Astrophysics and Space Science
- Discipline: Astronomy, astrophysics, space science
- Language: English
- Edited by: Elias Brinks

Publication details
- History: 1968–present
- Publisher: Springer Science+Business Media
- Frequency: Bimonthly
- Open access: Hybrid
- Impact factor: 2.1 (2025)

Standard abbreviations
- ISO 4: Astrophys. Space Sci.

Indexing
- CODEN: APSSBE
- ISSN: 0004-640X (print) 1572-946X (web)
- LCCN: sn79018902
- OCLC no.: 37915714

Links
- Journal homepage; Online access;

= Astrophysics and Space Science =

Astrophysics and Space Science is a bimonthly peer-reviewed scientific journal covering astronomy, astrophysics, and space science and astrophysical aspects of astrobiology. It was established in 1968 and is published by Springer Science+Business Media. From 2016 to 2020, the editors-in-chief were both Prof. Elias Brinks and Prof. Jeremy Mould. Since 2020 the sole editor-in-chief is Prof. Elias Brinks.

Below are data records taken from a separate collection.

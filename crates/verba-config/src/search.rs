use std::env;

use serde::{Deserialize, Serialize};

fn default_max_suggestions() -> usize {
    10
}

#[derive(Debug, Serialize, Deserialize, Clone)]
#[serde(default)]
pub struct SearchConfig {
    /// Hard cap on autocomplete suggestions
    #[serde(default = "default_max_suggestions")]
    pub max_suggestions: usize,
}

impl SearchConfig {
    pub fn new() -> Self {
        let max_suggestions = env::var("VERBA_MAX_SUGGESTIONS")
            .ok()
            .and_then(|v| v.parse().ok())
            .unwrap_or_else(default_max_suggestions);

        Self { max_suggestions }
    }
}

impl Default for SearchConfig {
    fn default() -> Self {
        Self {
            max_suggestions: default_max_suggestions(),
        }
    }
}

Other editors-in-chief in the past have been Zdeněk Kopal (Univ. of Manchester) (1968–1993) and Michael A. Dopita (Australian National University) (1994–2015).

== Abstracting and indexing ==
The journal is abstracted and indexed in the following databases:

- Academic OneFile
- Academic Search
- Astrophysics Data System
- Chemical Abstracts Service
- CSA/ProQuest
- Current Contents/Physical, Chemical and Earth Sciences
- Current Index to Statistics
- EBSCO databases
- EI/Compendex
- GeoRef
- INIS Atomindex
- Inspec
- ISIS Current Bibliography of the History of Science
- Science Citation Index
- Scopus
- SIMBAD
- Zentralblatt Math

According to the Journal Citation Reports, the journal has a 2020 impact factor of 1.830.